Sie sehen: Fragen über Fragen. Dem Vernehmen nach arbeitet eine Gruppe ganz heller Jungs an diesen und anderen Problemen der Modallogik derzeit in Princeton; die Filmindustrie hat aber deren Ergebnisse, des Drucks ihrer Umschlagzeit halber, nicht abwarten können, sondern schon einmal ihren Beitrag zu solchen Rätseln des Geistes geliefert: mit der Dürrenmatt-Verfilmung „Justiz“, verantwortet von Hans W. Geissendörfer.

Um es gleich zu sagen: Es ist kein ganz schlechter Film. Die Vorlage Dürrenmatts ist schon, für dessen klare Verhältnisse als Kriminalautor, einigermaßen unübersichtlich, was Handlung und Motive betrifft; dazu hat der Autor, der wie Kollege Frisch gern und unermüdlich über die Schweiz, das Bürgertum und metaphysische Probleme der erläuterten Art dachte und schrieb, das Buch gespickt mit schwer philosophischen Erwägungen, denen ein deutscher Filmemacher natürlich nicht widerstehen kann. So ist aus der Geschichte eines Rachefeldzuges aus den edelsten Motiven (Vater rächt Tochter), die mit niederen (Geschäftsmann erledigt Feinde) aufs undurchdringlichste gemischt sind, nicht nur im Film eine Amplifikation des Kernproblems der Modallogik geworden. Eine Zwergin läßt das Leben, das sie selber führen wollte, von einer anderen realisieren; ein Mörder gibt einem Rechtsanwalt den Auftrag, mögliche (fiktive) andere Täter zu ermitteln, und fast alle Beteiligten sind unaufhörlich damit beschäftigt, die Wirklichkeit um verpaßte Möglichkeiten derselben zu ergänzen. Die daraus folgenden Dialogsätze sind nicht ohne unfreiwillige Komik, verglichen mit den üblichen Zumutungen des Krimigenres allerdings sehr gut erträglich. Außerdem wird ein äußerst angenehmes Schwyzerdütsch gesprochen.

Zu loben ist vor allem ein Darsteller: Maximilian Schell, der dem undurchsichtigen Drahtzieher der ganzen Geschichte genau jenen göttlich-eleganten Gleichmut verleiht, den ein unbewegter Beweger braucht. „Das Leben“, heißt es bei Max Frisch, „ein Spiel.“ Kollege Dürrenmatt drückt es präziser aus: „Das Mögliche“, läßt er seinen unbewegten Beweger sagen, „ist beinahe unendlich, das Wirkliche streng begrenzt, weil doch nur eine von allen Möglichkeiten zur Wirklichkeit werden kann.
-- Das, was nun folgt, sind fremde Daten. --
#[cfg(test)]
mod tests {
    use crate::{render_text, ReportContext, ReportKind, ReportWriter};
    use chanwatch_core::{MatchRecord, ScanSummary, TimeWindow};
    use chrono::{TimeZone, Utc};

    fn record(post_no: i64) -> MatchRecord {
        MatchRecord {
            board: "pol".to_string(),
            thread_no: 100,
            post_no,
            thread_title: "Election General".to_string(),
            post_text: "> be me\nvote for Bidén".to_string(),
            poster_name: "Anonymous".to_string(),
            poster_id: "aB3dE5fG".to_string(),
            poster_flag: Some("Canada".to_string()),
            timestamp: 1_000_000_000,
            human_time: "2001-09-09 01:46:40".to_string(),
            replies: 3,
            images: 1,
            thread_url: "https://boards.4chan.org/pol/thread/100".to_string(),
            post_url: format!("https://boards.4chan.org/pol/thread/100#p{}", post_no),
            is_original_post: post_no == 100,
            thread_is_archived: false,
            file_name: None,
            file_url: None,
            matched_keywords: vec!["vote".to_string(), "election".to_string()],
        }
    }

    fn context<'a>(
        kind: ReportKind,
        keywords: &'a [String],
        summary: &'a ScanSummary,
    ) -> ReportContext<'a> {
        ReportContext {
            board: "pol",
            kind,
            window: TimeWindow::new(0, 1_000_000_000).unwrap(),
            keywords,
            summary,
            generated_at: Utc.with_ymd_and_hms(2025, 10, 21, 8, 30, 0).unwrap(),
        }
    }

    #[test]
    fn test_empty_results_write_nothing() {
        let dir = tempfile::tempdir().unwrap();
        let output_dir = dir.path().join("out");
        let writer = ReportWriter::new(&output_dir);
        let keywords = vec!["vote".to_string()];
        let summary = ScanSummary::default();

        let written = writer
            .write(&context(ReportKind::Live, &keywords, &summary), &[])
            .unwrap();

        assert!(written.is_none());
        assert!(!output_dir.exists());
    }

    #[test]
    fn test_write_json_and_text() {
        let dir = tempfile::tempdir().unwrap();
        let writer = ReportWriter::new(dir.path().join("output_official_api"));
        let keywords = vec!["vote".to_string(), "election".to_string()];
        let summary = ScanSummary {
            threads_checked: 10,
            posts_checked: 250,
            posts_in_window: 40,
            matches: 2,
        };
        let records = vec![record(100), record(101)];

        let written = writer
            .write(&context(ReportKind::Live, &keywords, &summary), &records)
            .unwrap()
            .unwrap();

        assert!(written
            .json_path
            .ends_with("output_official_api/pol_filtered_raw_20251021_083000.json"));
        assert!(written
            .text_path
            .ends_with("output_official_api/pol_filtered_raw_20251021_083000.txt"));

        let json = std::fs::read_to_string(&written.json_path).unwrap();
        let parsed: Vec<MatchRecord> = serde_json::from_str(&json).unwrap();
        assert_eq!(parsed, records);
        assert!(json.contains("Bidén"), "non-ASCII should not be escaped");

        let text = std::fs::read_to_string(&written.text_path).unwrap();
        assert!(text.starts_with("4chan /pol/ Filtered Posts\n"));
        assert!(text.contains("Total Matches: 2"));
        assert!(text.contains("POST #2 - Keywords: vote, election"));
    }

    #[test]
    fn test_render_text_post_block() {
        let keywords = vec!["vote".to_string()];
        let summary = ScanSummary::default();
        let mut post = record(101);
        post.file_name = Some("chart.png".to_string());
        post.file_url = Some("https://i.4cdn.org/pol/99.png".to_string());

        let text = render_text(&context(ReportKind::Live, &keywords, &summary), &[post]);

        assert!(text.contains("Generated: 2025-10-21 08:30:00\n"));
        assert!(text.contains("Time Range: 1970-01-01 00:00:00 to 2001-09-09 01:46:40\n"));
        assert!(text.contains("Poster: Anonymous (ID: aB3dE5fG) (Canada)\n"));
        assert!(text.contains("URL: https://boards.4chan.org/pol/thread/100#p101\n"));
        assert!(text.contains("Replies: 3, Images: 1\n"));
        assert!(text.contains("File: chart.png (https://i.4cdn.org/pol/99.png)\n"));
        assert!(text.contains("----------------------------------------\n> be me\nvote for Bidén\n"));
        assert!(!text.contains("Thread #:"));
    }

    #[test]
    fn test_render_archived_header() {
        let keywords = vec!["border".to_string()];
        let summary = ScanSummary::default();
        let mut post = record(100);
        post.thread_is_archived = true;
        post.poster_id = String::new();
        post.poster_flag = None;

        let text = render_text(&context(ReportKind::Archived, &keywords, &summary), &[post]);

        assert!(text.starts_with("ARCHIVED THREADS ANALYSIS - /pol/\n"));
        assert!(text.contains("Unique threads with matches: 1\n"));
        assert!(text.contains("Original posts (thread starters): 1\n"));
        assert!(text.contains("Thread #: 100 (Archived)\n"));
        assert!(text.contains("Poster: Anonymous\n"));
    }
}
use crate::error::*;
use tracing::{error, warn};

pub trait ErrorExt {
    fn log_error(&self) -> &Self;
    fn log_warn(&self) -> &Self;
    fn user_friendly_message(&self) -> String;
    fn error_code(&self) -> String;
}

impl ErrorExt for CoreError {
    fn log_error(&self) -> &Self {
        error!("CoreError: {}", self);
        match self {
            CoreError::ChanApi(e) => {
                error!("Board API error details: {:?}", e);
            }
            CoreError::Config(e) => {
                error!("Configuration error details: {:?}", e);
            }
            CoreError::Output(e) => {
                error!("Output error details: {:?}", e);
            }
            _ => {}
        }
        self
    }

    fn log_warn(&self) -> &Self {
        warn!("CoreError (warning): {}", self);
        self
    }

    fn user_friendly_message(&self) -> String {
        match self {
            CoreError::ChanApi(e) => e.user_friendly_message(),
            CoreError::Config(e) => e.user_friendly_message(),
            CoreError::Output(e) => e.user_friendly_message(),
            CoreError::Network(_) => {
                "Network connection error. Please check your internet connection.".to_string()
            }
            CoreError::Io(e) => format!("File system error: {}", e),
            CoreError::Serialization(e) => format!("Could not serialize results: {}", e),
        }
    }

    fn error_code(&self) -> String {
        match self {
            CoreError::ChanApi(_) => "CHAN_API".to_string(),
            CoreError::Config(_) => "CONFIG".to_string(),
            CoreError::Output(_) => "OUTPUT".to_string(),
            CoreError::Io(_) => "IO".to_string(),
            CoreError::Serialization(_) => "SERIALIZATION".to_string(),
            CoreError::Network(_) => "NETWORK".to_string(),
        }
    }
}

impl ErrorExt for ChanApiError {
    fn log_error(&self) -> &Self {
        error!("ChanApiError: {}", self);
        self
    }

    fn log_warn(&self) -> &Self {
        warn!("ChanApiError (warning): {}", self);
        self
    }

    fn user_friendly_message(&self) -> String {
        match self {
            ChanApiError::NotFound { resource } => {
                format!("{} no longer exists. It may have been pruned or deleted.", resource)
            }
            ChanApiError::ArchiveUnavailable { board } => format!(
                "Board /{}/ has no archive. Some boards (like /b/) don't keep one.",
                board
            ),
            ChanApiError::RequestTimeout => {
                "Request to the board API timed out. Please try again.".to_string()
            }
            ChanApiError::ServerError { status_code } => format!(
                "The board API is having trouble (status {}). Please try again later.",
                status_code
            ),
            _ => "Board API error occurred. Please try again later.".to_string(),
        }
    }

    fn error_code(&self) -> String {
        match self {
            ChanApiError::NotFound { .. } => "CHAN_NOT_FOUND".to_string(),
            ChanApiError::ArchiveUnavailable { .. } => "CHAN_NO_ARCHIVE".to_string(),
            ChanApiError::RequestTimeout => "CHAN_TIMEOUT".to_string(),
            ChanApiError::InvalidResponse { .. } => "CHAN_INVALID_RESPONSE".to_string(),
            ChanApiError::ServerError { .. } => "CHAN_SERVER_ERROR".to_string(),
            ChanApiError::UnexpectedStatus { .. } => "CHAN_UNEXPECTED_STATUS".to_string(),
        }
    }
}

impl ErrorExt for ConfigError {
    fn log_error(&self) -> &Self {
        error!("ConfigError: {}", self);
        self
    }

    fn log_warn(&self) -> &Self {
        warn!("ConfigError (warning): {}", self);
        self
    }

    fn user_friendly_message(&self) -> String {
        match self {
            ConfigError::FileNotFound { path } => {
                format!("Configuration file not found at: {}", path)
            }
            ConfigError::MissingField { field } => {
                format!("Required configuration field '{}' is missing.", field)
            }
            ConfigError::InvalidValue { field, .. } => {
                format!("Invalid value for configuration field '{}'.", field)
            }
            ConfigError::Parse(_) => {
                "Configuration file is not valid TOML. Please check the syntax.".to_string()
            }
        }
    }

    fn error_code(&self) -> String {
        match self {
            ConfigError::FileNotFound { .. } => "CONFIG_FILE_NOT_FOUND".to_string(),
            ConfigError::MissingField { .. } => "CONFIG_MISSING_FIELD".to_string(),
            ConfigError::InvalidValue { .. } => "CONFIG_INVALID_VALUE".to_string(),
            ConfigError::Parse(_) => "CONFIG_PARSE_ERROR".to_string(),
        }
    }
}

impl ErrorExt for OutputError {
    fn log_error(&self) -> &Self {
        error!("OutputError: {}", self);
        self
    }

    fn log_warn(&self) -> &Self {
        warn!("OutputError (warning): {}", self);
        self
    }

    fn user_friendly_message(&self) -> String {
        match self {
            OutputError::DirectoryCreation { path } => {
                format!("Could not create output directory '{}'.", path)
            }
            OutputError::WriteFailed { path } => {
                format!("Could not write results to '{}'.", path)
            }
        }
    }

    fn error_code(&self) -> String {
        match self {
            OutputError::DirectoryCreation { .. } => "OUTPUT_DIR_FAILED".to_string(),
            OutputError::WriteFailed { .. } => "OUTPUT_WRITE_FAILED".to_string(),
        }
    }
}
Das Wirkliche ist nur ein Sonderfall des Möglichen und deshalb auch anders denkbar.“

Auch dieser Film wäre anders denkbar gewesen: trockener, kühler, mit weniger Willen zur Kunst. Aber unter den vielen Möglichkeiten hat Geissendörfer nicht die schlechteste verwirklicht. Elke Schmitter

„Justiz“, Regie und Buch: Hans W. Geissendörfer. Mit Maximilian Schell, Thomas Heinze, Anna Thalbach, Hark Bohm und anderen. BRD, 106 Minuten.

„Justiz“, Roman von Friedrich Dürrenmatt. Diogenes Taschenbuch, 227 Seiten, 16,80 DM.